High seas, low tides, maps and migration; a ceramic journey.

Hailing from Whitehaven in West Cumbria, Katherine moved with her family to the Solomon Islands. This seaboard start to her life was followed by some years working in Ullapool in the North West of Scotland.

After training as a community artist in Manchester, Katherine moved to West Yorkshire to raise a family with her husband Jim. Listening to the shipping forecast was a consolation for being landlocked! The shipping forecast, a vital information service, was a daily reminder that we are an island people; it speaks the language of adventure, wilderness and life beyond the solid ground of everyday. It got under Katherine’s skin and she went on to produce her collection of carved, colour-washed maps while imagining the far flung shipping areas surrounding the UK.

Katherine brings her fascination with maps, history, the environment, an interest in world affairs and social justice to bear in her work.
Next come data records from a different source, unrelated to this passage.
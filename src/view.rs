//! Text rendering of snapshots and the live saved-list view.

use std::fmt::Write as _;
use std::sync::Arc;

use fourcast_services::{
    LocationId, LocationSyncService, LocationView, LookupPhase, Snapshot, SyncError, SyncEvent,
};
use fourcast_weather::WeatherReading;
use tokio::sync::broadcast::{self, error::RecvError};

const NO_READING: &str = "--";

/// One rendered line of the saved list
#[derive(Debug, Clone, PartialEq, Eq)]
pub struct Row {
    pub id: LocationId,
    pub name: String,
    pub temperature: String,
    pub condition: String,
    pub status: &'static str,
}

impl Row {
    pub fn from_view(view: &LocationView) -> Self {
        Self {
            id: view.record.id,
            name: view.record.city_name.clone(),
            temperature: temperature_text(view.reading.as_ref()),
            condition: view
                .reading
                .map(|r| r.condition.description().to_string())
                .unwrap_or_default(),
            status: status_text(view),
        }
    }
}

pub fn temperature_text(reading: Option<&WeatherReading>) -> String {
    reading
        .map(WeatherReading::display_temperature)
        .unwrap_or_else(|| NO_READING.to_string())
}

fn status_text(view: &LocationView) -> &'static str {
    match view.phase {
        phase if phase.is_in_flight() => "updating",
        LookupPhase::CoordinateNotFound => "place not found",
        LookupPhase::LookupFailed if view.reading.is_some() => "stale",
        LookupPhase::LookupFailed => "unavailable",
        _ => "",
    }
}

pub fn rows(snapshot: &Snapshot) -> Vec<Row> {
    snapshot.locations.iter().map(Row::from_view).collect()
}

pub fn render(snapshot: &Snapshot) -> String {
    let mut out = String::new();
    let _ = writeln!(
        out,
        "Saved locations ({}/{})",
        snapshot.len(),
        snapshot.capacity
    );

    if snapshot.is_empty() {
        let _ = writeln!(out, "  (none)  add one with `fourcast search <city> --save`");
        return out;
    }

    for row in rows(snapshot) {
        let _ = write!(out, "  [{:>3}] {:<24} {:>8}", row.id, row.name, row.temperature);
        if !row.condition.is_empty() {
            let _ = write!(out, "  {}", row.condition);
        }
        if !row.status.is_empty() {
            let _ = write!(out, "  ({})", row.status);
        }
        out.push('\n');
    }

    if let Some(at) = snapshot.last_refreshed {
        let _ = writeln!(out, "Last refreshed {}", at.format("%Y-%m-%d %H:%M:%S UTC"));
    }
    if snapshot.is_full() {
        let _ = writeln!(out, "Location limit reached. Delete one to add another.");
    }
    out
}

/// Re-renders the saved list whenever the service publishes a change.
pub struct SavedListView {
    service: Arc<LocationSyncService>,
    events: broadcast::Receiver<SyncEvent>,
}

impl SavedListView {
    pub fn new(service: Arc<LocationSyncService>) -> Self {
        let events = service.subscribe();
        Self { service, events }
    }

    /// Wait for the next change and return the freshly rendered list.
    ///
    /// Returns `None` once the service is gone.
    pub async fn next_frame(&mut self) -> Result<Option<String>, SyncError> {
        match self.events.recv().await {
            Ok(event) => tracing::debug!("Saved list changed: {:?}", event),
            Err(RecvError::Lagged(skipped)) => {
                tracing::debug!("Saved list skipped {} events", skipped);
            }
            Err(RecvError::Closed) => return Ok(None),
        }

        let snapshot = self.service.current_snapshot().await?;
        Ok(Some(render(&snapshot)))
    }
}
“The sea is your blood. It never really goes away”

Iain MacAuley, Bernera

After discovering clay in her late teens, a series of excellent teachers and tutors led to Katherine working as a tile decorator for several years prior to establishing Atlantic Ceramics in 2014.

Ceramics tutor, North Light School of Art. 2020 –

Galleries:

Found Gallery, Dunbar.

Kelpie Studio, Cruden Bay.

Ullapool Cabinet.

Gallery Tresco, Isles of Scilly.

The Golden Sheaf, Narberth.

Yew Tree Barn, Grange-Over Sands.

 

Find out more about Captain Fitzroy and the Shipping Forecast here:

The Shipping Forecast was invented by Admiral FitzRoy, who, early in his career had captained HMS Beagle and in later voyages was accompanied by Charles Darwin. At the end of his long and varied career, FitzRoy was appointed, in 1854, as ‘Meteorological Statist to the Board of Trade’, head of a new department, dealing with the collection of weather data at sea. This was the origin of the modern Meteorological Office.

Fitzroy arranged for sea captains to provide him with information, and he then analysed the data collected. He was responsible for the design and distribution of a type of barometer which was fixed at every port, to be consulted by crews before setting out to sea: stone housings for the barometers are still visible in many fishing harbours around Britain.

A terrible storm in 1859 caused the loss of the Royal Charter which, in turn inspired FitzRoy to develop charts to allow predictions to be made, which he called “forecasting the weather”. Fifteen land stations were established, using the newly developed telegraph system, to transmit daily weather reports to him. The first daily weather forecasts were published in The Times in 1860.

Admiral Fitzroy was brilliant and innovative. He established a basic system which is still in operation to this day.

On 4 February 2002, when the Shipping Forecast sea area Finisterre was renamed to avoid confusion with the French and Spanish forecast area of the same name, the new name chosen by the UK’s Met Office was “FitzRoy”, in honour of their founder.